[Dataset excerpts]

===============

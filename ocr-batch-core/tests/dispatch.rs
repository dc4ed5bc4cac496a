use std::sync::atomic::{AtomicU32, AtomicUsize, Ordering};
use std::sync::Arc;
use std::time::Duration;
use tokio::time::Instant;

use ocr_batch_core::config::DispatchPolicy;
use ocr_batch_core::contract::{ErrorKind, InferenceResponse, ProviderError};
use ocr_batch_core::dispatch::{DispatchOutcome, Dispatcher};

fn response() -> InferenceResponse {
    InferenceResponse {
        content: "ok".to_string(),
        input_tokens: 10,
        output_tokens: 2,
        model_used: "test-model".to_string(),
        pages: None,
    }
}

fn transient() -> ProviderError {
    ProviderError::Transient {
        status: Some(503),
        message: "service unavailable".to_string(),
    }
}

fn policy(max_concurrent: usize, max_retries: u32) -> DispatchPolicy {
    DispatchPolicy {
        max_concurrent,
        max_retries,
        base_delay_ms: 1_000,
        max_delay_ms: 30_000,
    }
}

#[tokio::test(start_paused = true)]
async fn test_transient_failures_are_retried_until_success() {
    let dispatcher = Dispatcher::new(policy(5, 3));
    let calls = AtomicU32::new(0);

    let outcome = dispatcher
        .dispatch("doc.pdf", || {
            let n = calls.fetch_add(1, Ordering::SeqCst) + 1;
            async move {
                if n < 3 {
                    Err(transient())
                } else {
                    Ok(response())
                }
            }
        })
        .await;

    match outcome {
        DispatchOutcome::Success {
            attempts, response, ..
        } => {
            assert_eq!(attempts, 3);
            assert_eq!(response.content, "ok");
        }
        other => panic!("expected success, got {other:?}"),
    }
    assert_eq!(calls.load(Ordering::SeqCst), 3);
}

#[tokio::test(start_paused = true)]
async fn test_retry_budget_is_total_attempts() {
    let dispatcher = Dispatcher::new(policy(5, 3));
    let calls = AtomicU32::new(0);
    let started = Instant::now();

    let outcome = dispatcher
        .dispatch("doc.pdf", || {
            calls.fetch_add(1, Ordering::SeqCst);
            async { Err(transient()) }
        })
        .await;

    match outcome {
        DispatchOutcome::Failure { kind, attempts, .. } => {
            assert_eq!(kind, ErrorKind::Transient);
            assert_eq!(attempts, 3);
        }
        other => panic!("expected failure, got {other:?}"),
    }
    assert_eq!(calls.load(Ordering::SeqCst), 3);
    // Backoff after attempts 1 and 2 only: 1s + 2s.
    let waited = started.elapsed();
    assert!(waited >= Duration::from_millis(3_000) && waited < Duration::from_millis(3_100));
}

#[tokio::test(start_paused = true)]
async fn test_permanent_failure_is_not_retried() {
    let dispatcher = Dispatcher::new(policy(5, 3));
    let calls = AtomicU32::new(0);

    let outcome = dispatcher
        .dispatch("doc.pdf", || {
            calls.fetch_add(1, Ordering::SeqCst);
            async {
                Err(ProviderError::from_status(
                    403,
                    "not authorised to invoke this model",
                ))
            }
        })
        .await;

    assert!(!outcome.is_success());
    assert_eq!(outcome.attempts(), 1);
    assert!(matches!(
        outcome,
        DispatchOutcome::Failure {
            kind: ErrorKind::Permanent,
            ..
        }
    ));
    assert_eq!(calls.load(Ordering::SeqCst), 1);
}

#[tokio::test(start_paused = true)]
async fn test_elapsed_covers_the_final_attempt_only() {
    let dispatcher = Dispatcher::new(policy(5, 3));
    let calls = AtomicU32::new(0);

    let outcome = dispatcher
        .dispatch("doc.pdf", || {
            let n = calls.fetch_add(1, Ordering::SeqCst) + 1;
            async move {
                if n == 1 {
                    tokio::time::sleep(Duration::from_millis(500)).await;
                    Err(transient())
                } else {
                    tokio::time::sleep(Duration::from_millis(100)).await;
                    Ok(response())
                }
            }
        })
        .await;

    assert!(outcome.is_success());
    let elapsed = outcome.elapsed_ms();
    assert!(
        (100..150).contains(&elapsed),
        "elapsed should reflect the last attempt, got {elapsed}ms"
    );
}

#[tokio::test(start_paused = true)]
async fn test_concurrency_never_exceeds_the_bound() {
    let dispatcher = Dispatcher::new(policy(2, 1));
    let in_flight = Arc::new(AtomicUsize::new(0));
    let peak = Arc::new(AtomicUsize::new(0));
    let started = Instant::now();

    let calls = (0..4).map(|i| {
        let dispatcher = dispatcher.clone();
        let in_flight = in_flight.clone();
        let peak = peak.clone();
        async move {
            let label = format!("doc{i}.pdf");
            dispatcher
                .dispatch(&label, || {
                    let in_flight = in_flight.clone();
                    let peak = peak.clone();
                    async move {
                        let now = in_flight.fetch_add(1, Ordering::SeqCst) + 1;
                        peak.fetch_max(now, Ordering::SeqCst);
                        tokio::time::sleep(Duration::from_millis(100)).await;
                        in_flight.fetch_sub(1, Ordering::SeqCst);
                        Ok(response())
                    }
                })
                .await
        }
    });
    let outcomes = futures::future::join_all(calls).await;

    assert!(outcomes.iter().all(DispatchOutcome::is_success));
    assert_eq!(peak.load(Ordering::SeqCst), 2);
    let wall = started.elapsed();
    assert!(wall >= Duration::from_millis(200) && wall < Duration::from_millis(300));
    assert_eq!(dispatcher.available_permits(), 2);
}

#[tokio::test(start_paused = true)]
async fn test_backoff_sleep_does_not_hold_a_permit() {
    let dispatcher = Dispatcher::new(DispatchPolicy {
        max_concurrent: 1,
        max_retries: 2,
        base_delay_ms: 1_000,
        max_delay_ms: 1_000,
    });
    let flaky_calls = AtomicU32::new(0);

    let flaky = dispatcher.dispatch("flaky.pdf", || {
        let n = flaky_calls.fetch_add(1, Ordering::SeqCst) + 1;
        async move {
            if n == 1 {
                Err(transient())
            } else {
                Ok(response())
            }
        }
    });
    let steady = async {
        // Let the flaky task take the only permit first.
        tokio::time::sleep(Duration::from_millis(10)).await;
        let started = Instant::now();
        let outcome = dispatcher
            .dispatch("steady.pdf", || async {
                tokio::time::sleep(Duration::from_millis(50)).await;
                Ok(response())
            })
            .await;
        (outcome, started.elapsed())
    };

    let (flaky, (steady, steady_wall)) = tokio::join!(flaky, steady);
    assert_eq!(flaky.attempts(), 2);
    assert!(steady.is_success());
    // The steady task ran during the flaky task's one-second backoff.
    assert!(steady_wall < Duration::from_millis(1_000));
}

===============

* Exercise objective
Retype the portion of the data above that starts on the line with "assert!(outcomes.iter().all(DispatchOutcome::is_success));" and finishes on the line with "let flaky_calls = AtomicU32::new(0);", including both of those lines.

* Result of the exercise
    assert!(outcomes.iter().all(DispatchOutcome::is_success));
    assert_eq!(peak.load(Ordering::SeqCst), 2);
    let wall = started.elapsed();
    assert!(wall >= Duration::from_millis(200) && wall < Duration::from_millis(300));
    assert_eq!(dispatcher.available_permits(), 2);
}

#[tokio::test(start_paused = true)]
async fn test_backoff_sleep_does_not_hold_a_permit() {
    let dispatcher = Dispatcher::new(DispatchPolicy {
        max_concurrent: 1,
        max_retries: 2,
        base_delay_ms: 1_000,
        max_delay_ms: 1_000,
    });
    let flaky_calls = AtomicU32::new(0);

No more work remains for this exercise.